* ABOUT THIS EXERCISE: Only the lines from the start of the data through the one containing "fn pending_payroll(id: u64, employee_id: u64)" belong in your answer; return them exactly.

==*==

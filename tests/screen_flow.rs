use std::sync::Arc;

use chrono::{NaiveDate, TimeZone, Utc};

use hrm_console::forms::{self, FormMode, PayrollForm};
use hrm_console::gateway::memory::Op;
use hrm_console::gateway::{Gateways, InMemoryGateway};
use hrm_console::model::{
    Department, Employee, LeaveRequest, LeaveStatus, LeaveType, Payroll, PayrollStatus,
    ResourceKind, Role,
};
use hrm_console::mutation::{Operation, Reconciliation, Target};
use hrm_console::store::{Applied, LoadStatus};
use hrm_console::{GatewayError, MutationError, Screen, ScreenKind, Session, Surface};

fn hr() -> Session {
    Session::new(2, "hr", Role::Hr, Some(1), "hr-token")
}

fn department(id: u64, name: &str) -> Department {
    Department {
        id,
        name: name.to_string(),
        description: None,
    }
}

fn employee(id: u64, first: &str, department_id: u64) -> Employee {
    Employee {
        id,
        user_id: Some(100 + id),
        employee_code: Some(format!("EMP{id:03}")),
        first_name: first.to_string(),
        last_name: "Tester".to_string(),
        email: None,
        phone: None,
        address: None,
        date_of_birth: None,
        department_id: Some(department_id),
        job_role_id: None,
        hire_date: NaiveDate::from_ymd_opt(2020, 1, 6).unwrap(),
        leave_balance: 10,
        status: Some("active".to_string()),
    }
}

fn leave(id: u64, employee_id: u64) -> LeaveRequest {
    let day = NaiveDate::from_ymd_opt(2024, 7, 1).unwrap();
    LeaveRequest {
        id,
        employee_id,
        start_date: day,
        end_date: day,
        leave_type: LeaveType::Annual,
        reason: None,
        status: LeaveStatus::Pending,
        applied_date: None,
        approved_by: None,
    }
}

fn pending_payroll(id: u64, employee_id: u64) -> Payroll {
    Payroll {
        id,
        employee_id,
        month: 6,
        year: 2024,
        base_salary: 3000.0,
        allowances: 0.0,
        deductions: 0.0,
        net_salary: 3000.0,
        status: PayrollStatus::Pending,
        generated_date: Utc.with_ymd_and_hms(2024, 6, 28, 9, 0, 0).unwrap(),
        processed_date: None,
    }
}

fn seeded() -> Arc<InMemoryGateway> {
    let backend = Arc::new(InMemoryGateway::new());
    backend.seed(vec![
        department(1, "Engineering"),
        department(2, "Reverse Engineering"),
        department(3, "Sales"),
    ]);
    backend.seed(vec![employee(1, "Ada", 1), employee(2, "Linus", 3)]);
    backend.seed(vec![leave(10, 1), leave(11, 2)]);
    backend.seed(vec![pending_payroll(20, 1)]);
    backend
}

async fn open(kind: ScreenKind, backend: &Arc<InMemoryGateway>) -> Screen {
    let mut screen = Screen::mount(kind, hr(), Gateways::from_backend(backend.clone()), 30);
    assert_eq!(screen.load().await, Applied::Replaced);
    screen
}

#[tokio::test]
async fn search_narrows_departments_case_insensitively() {
    let backend = seeded();
    let mut screen = open(ScreenKind::DepartmentList, &backend).await;

    screen.set_search("  ENG ");
    let view = screen.view::<Department>();

    assert_eq!(view.records.iter().map(|d| d.id).collect::<Vec<_>>(), vec![1, 2]);
    assert_eq!(view.total, 3);
}

#[tokio::test]
async fn created_payroll_carries_net_salary() {
    let backend = seeded();
    let gateways = Gateways::from_backend(backend.clone());
    let mut form = PayrollForm::new(7, 2024);
    form.employee_id = Some(2);
    form.base_salary = "1000".into();
    form.allowances = "200".into();
    form.deductions = "50".into();

    let saved = forms::submit(&form, FormMode::Create, &*gateways.payrolls, &hr())
        .await
        .expect("payroll saved");

    assert_eq!(saved.net_salary, 1150.0);
    assert_eq!(saved.status, PayrollStatus::Pending);
}

#[tokio::test]
async fn confirmed_delete_removes_record_without_refetching() {
    let backend = seeded();
    let mut screen = open(ScreenKind::DepartmentList, &backend).await;
    let target = Target::new(ResourceKind::Department, 1);

    screen.request(Operation::Delete, target).expect("prompt opened");
    assert_eq!(backend.calls(ResourceKind::Department, Op::Delete), 0);

    let reconciled = screen.confirm_and_run().await.expect("deleted");

    assert_eq!(reconciled, Reconciliation::Removed);
    assert_eq!(backend.calls(ResourceKind::Department, Op::Delete), 1);
    assert_eq!(backend.calls(ResourceKind::Department, Op::List), 1);
    let remaining = screen.view::<Department>();
    assert_eq!(remaining.records.iter().map(|d| d.id).collect::<Vec<_>>(), vec![2, 3]);
    assert!(screen.pending_action().is_none());
}

#[tokio::test]
async fn cancelled_prompt_never_reaches_the_service() {
    let backend = seeded();
    let mut screen = open(ScreenKind::DepartmentList, &backend).await;

    screen
        .request(Operation::Delete, Target::new(ResourceKind::Department, 3))
        .expect("prompt opened");
    assert!(screen.cancel_action().is_some());

    assert_eq!(screen.confirm_and_run().await, Err(MutationError::NothingToConfirm));
    assert_eq!(backend.calls(ResourceKind::Department, Op::Delete), 0);
    assert_eq!(screen.view::<Department>().len(), 3);
}

#[tokio::test]
async fn conflicting_process_leaves_snapshot_untouched() {
    let backend = seeded();
    let mut screen = open(ScreenKind::PayrollList, &backend).await;
    let before = screen.snapshot().cloned();
    backend.fail_next(
        ResourceKind::Payroll,
        Op::Transition,
        GatewayError::Conflict("payroll #20 was already processed".into()),
    );

    screen
        .request(Operation::Process, Target::new(ResourceKind::Payroll, 20))
        .expect("prompt opened");
    let err = screen.confirm_and_run().await.expect_err("conflict");

    assert!(matches!(err, MutationError::Gateway(GatewayError::Conflict(_))));
    assert_eq!(screen.snapshot().cloned(), before);
    assert!(screen.pending_action().is_none());
    assert_eq!(screen.notice().map(|n| n.surface), Some(Surface::Inline));
}

#[tokio::test]
async fn one_failed_collection_fails_the_whole_load() {
    let backend = seeded();
    let mut screen = open(ScreenKind::EmployeeList, &backend).await;
    let before = screen.snapshot().cloned();
    backend.seed(vec![department(4, "Legal")]);
    backend.fail_next(
        ResourceKind::JobRole,
        Op::List,
        GatewayError::Transport("timed out".into()),
    );

    let applied = screen.retry().await;

    assert!(matches!(applied, Applied::Failed(GatewayError::Transport(_))));
    assert!(matches!(screen.status(), LoadStatus::Failed(_)));
    assert_eq!(screen.snapshot().cloned(), before);
    assert_eq!(screen.notice().map(|n| n.surface), Some(Surface::Retry));
}

#[tokio::test]
async fn second_action_is_refused_while_one_executes() {
    let backend = seeded();
    let mut screen = open(ScreenKind::LeaveApproval, &backend).await;

    screen
        .request(Operation::Approve, Target::new(ResourceKind::LeaveRequest, 10))
        .expect("prompt opened");
    let in_flight = screen.confirm().expect("dispatched");

    assert_eq!(
        screen.request(Operation::Reject, Target::new(ResourceKind::LeaveRequest, 11)),
        Err(MutationError::Busy)
    );

    let finished = in_flight.run().await;
    assert_eq!(screen.complete(finished), Ok(Reconciliation::ReplacedInPlace));

    let queue = screen.view::<LeaveRequest>();
    assert_eq!(queue.records.iter().map(|l| l.id).collect::<Vec<_>>(), vec![11]);
    let decided = backend.records::<LeaveRequest>();
    assert_eq!(decided.iter().find(|l| l.id == 10).and_then(|l| l.approved_by), Some(1));
    assert!(
        screen
            .request(Operation::Reject, Target::new(ResourceKind::LeaveRequest, 11))
            .is_ok()
    );
}

#[tokio::test]
async fn profile_shows_department_of_the_employee() {
    let backend = seeded();
    let screen = open(ScreenKind::EmployeeProfile(2), &backend).await;

    let profile = screen.employee_profile().expect("profile");

    assert_eq!(profile.department.map(|d| d.name), Some("Sales".to_string()));
}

==*==

* TASK RESULT:
filename tests/screen_flow.rs
use std::sync::Arc;

use chrono::{NaiveDate, TimeZone, Utc};

use hrm_console::forms::{self, FormMode, PayrollForm};
use hrm_console::gateway::memory::Op;
use hrm_console::gateway::{Gateways, InMemoryGateway};
use hrm_console::model::{
    Department, Employee, LeaveRequest, LeaveStatus, LeaveType, Payroll, PayrollStatus,
    ResourceKind, Role,
};
use hrm_console::mutation::{Operation, Reconciliation, Target};
use hrm_console::store::{Applied, LoadStatus};
use hrm_console::{GatewayError, MutationError, Screen, ScreenKind, Session, Surface};

fn hr() -> Session {
    Session::new(2, "hr", Role::Hr, Some(1), "hr-token")
}

fn department(id: u64, name: &str) -> Department {
    Department {
        id,
        name: name.to_string(),
        description: None,
    }
}

fn employee(id: u64, first: &str, department_id: u64) -> Employee {
    Employee {
        id,
        user_id: Some(100 + id),
        employee_code: Some(format!("EMP{id:03}")),
        first_name: first.to_string(),
        last_name: "Tester".to_string(),
        email: None,
        phone: None,
        address: None,
        date_of_birth: None,
        department_id: Some(department_id),
        job_role_id: None,
        hire_date: NaiveDate::from_ymd_opt(2020, 1, 6).unwrap(),
        leave_balance: 10,
        status: Some("active".to_string()),
    }
}

fn leave(id: u64, employee_id: u64) -> LeaveRequest {
    let day = NaiveDate::from_ymd_opt(2024, 7, 1).unwrap();
    LeaveRequest {
        id,
        employee_id,
        start_date: day,
        end_date: day,
        leave_type: LeaveType::Annual,
        reason: None,
        status: LeaveStatus::Pending,
        applied_date: None,
        approved_by: None,
    }
}

fn pending_payroll(id: u64, employee_id: u64) -> Payroll {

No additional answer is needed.